* WHAT IS REQUIRED:
Somewhere below is a line with "let baseline = top_left.y" and, later, a line with "#[cfg(test)]"; repeat those two lines and all the lines between them, exactly as they are.

Stored data entries
++++++++++
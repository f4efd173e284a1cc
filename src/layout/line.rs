use super::item::FixedItem;
use crate::canvas::RenderTarget;
use crate::geometry::{XyDim, XyOffset};
use crate::units::Pt;
use crate::LayoutError;

/// A row of fixed items sharing one baseline.
///
/// A line accepts everything it is given; keeping it within a width is up to whoever fills
/// it (normally [renderables_to_lines](super::renderables_to_lines)).
#[derive(Debug, Default)]
pub struct Line<'a> {
    width: Pt,
    max_ascent: Pt,
    max_descent: Pt,
    items: Vec<FixedItem<'a>>,
}

impl<'a> Line<'a> {
    pub fn new() -> Line<'a> {
        Line::default()
    }

    pub fn is_empty(&self) -> bool {
        self.items.is_empty() && self.width == Pt(0.0)
    }

    pub fn append(&mut self, item: FixedItem<'a>) -> &mut Self {
        self.max_ascent = self.max_ascent.max(item.ascent());
        self.max_descent = self.max_descent.max(item.descent());
        self.width += item.width();
        self.items.push(item);
        self
    }

    /// Total width of everything on the line
    pub fn width(&self) -> Pt {
        self.width
    }

    /// Distance from the top of the line to the shared baseline
    pub fn max_ascent(&self) -> Pt {
        self.max_ascent
    }

    /// Distance from the shared baseline to the bottom of the line
    pub fn max_descent(&self) -> Pt {
        self.max_descent
    }

    pub fn height(&self) -> Pt {
        self.max_ascent + self.max_descent
    }

    pub fn xy_dim(&self) -> XyDim {
        XyDim::new(self.width, self.height())
    }

    /// The items on the line, in the order they will be drawn
    pub fn items(&self) -> &[FixedItem<'a>] {
        &self.items
    }

    /// Draw the line left to right with its top-left corner at `top_left`. Every item sits
    /// on the line's baseline, `max_ascent` below the top, no matter how tall it is.
    ///
    /// Returns the bottom-right corner of the line.
    pub fn render(
        &self,
        target: &mut dyn RenderTarget,
        top_left: XyOffset,
    ) -> Result<XyOffset, LayoutError> {
        let baseline = top_left.y - self.max_ascent;
        let mut x = top_left.x;
        for item in self.items.iter() {
            item.render(target, XyOffset::new(x, baseline + item.ascent()))?;
            x += item.width();
        }
        Ok(XyOffset::new(x, top_left.y - self.height()))
    }
}

#[cfg(test)]
mod tests {
    use super::*;
    use crate::canvas::{Canvas, CanvasContents};
    use crate::colours;
    use crate::geometry::Rect;
    use crate::layout::InlineBox;

    fn item(width: f32, ascent: f32, descent: f32) -> FixedItem<'static> {
        FixedItem::new(Pt(width), Pt(ascent), Pt(descent), |_, _| Ok(()))
    }

    #[test]
    fn starts_empty() {
        let line = Line::new();
        assert!(line.is_empty());
        assert_eq!(line.height(), Pt(0.0));
        assert_eq!(line.width(), Pt(0.0));
    }

    #[test]
    fn append_tracks_the_tallest_parts() {
        let mut line = Line::new();
        let mut last = (Pt(0.0), Pt(0.0));
        for (w, a, d) in [(10.0, 5.0, 1.0), (4.0, 9.0, 0.5), (6.0, 2.0, 3.0), (1.0, 1.0, 1.0)] {
            line.append(item(w, a, d));
            assert!(line.max_ascent() >= last.0);
            assert!(line.max_descent() >= last.1);
            assert_eq!(line.height(), line.max_ascent() + line.max_descent());
            last = (line.max_ascent(), line.max_descent());
        }
        assert!(!line.is_empty());
        assert_eq!(line.width(), Pt(21.0));
        assert_eq!(line.max_ascent(), Pt(9.0));
        assert_eq!(line.max_descent(), Pt(3.0));
        assert_eq!(line.xy_dim(), XyDim::new(Pt(21.0), Pt(12.0)));
        assert_eq!(line.items().len(), 4);
    }

    #[test]
    fn zero_width_item_makes_line_non_empty() {
        let mut line = Line::new();
        line.append(item(0.0, 0.0, 0.0));
        assert!(!line.is_empty());
    }

    #[test]
    fn renders_on_a_shared_baseline() {
        let short = InlineBox::new(Pt(10.0), Pt(4.0)).with_fill(colours::RED);
        let tall = InlineBox::new(Pt(20.0), Pt(12.0)).with_fill(colours::BLUE);

        let mut line = Line::new();
        line.append(short.fixed_item()).append(tall.fixed_item());

        let mut canvas = Canvas::new();
        let end = line
            .render(&mut canvas, XyOffset::new(Pt(100.0), Pt(500.0)))
            .expect("can render");

        assert_eq!(end, XyOffset::new(Pt(130.0), Pt(488.0)));
        let rects: Vec<Rect> = canvas
            .contents
            .iter()
            .map(|c| match c {
                CanvasContents::Rect(r) => r.rect,
                CanvasContents::Text(_) => panic!("only boxes were rendered"),
            })
            .collect();
        // both boxes sit on the baseline at y = 488
        assert_eq!(
            rects,
            vec![
                Rect {
                    x1: Pt(100.0),
                    y1: Pt(488.0),
                    x2: Pt(110.0),
                    y2: Pt(492.0),
                },
                Rect {
                    x1: Pt(110.0),
                    y1: Pt(488.0),
                    x2: Pt(130.0),
                    y2: Pt(500.0),
                },
            ]
        );
    }
}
++++++++++
* ANSWER BELOW:
        let baseline = top_left.y - self.max_ascent;
        let mut x = top_left.x;
        for item in self.items.iter() {
            item.render(target, XyOffset::new(x, baseline + item.ascent()))?;
            x += item.width();
        }
        Ok(XyOffset::new(x, top_left.y - self.height()))
    }
}

#[cfg(test)]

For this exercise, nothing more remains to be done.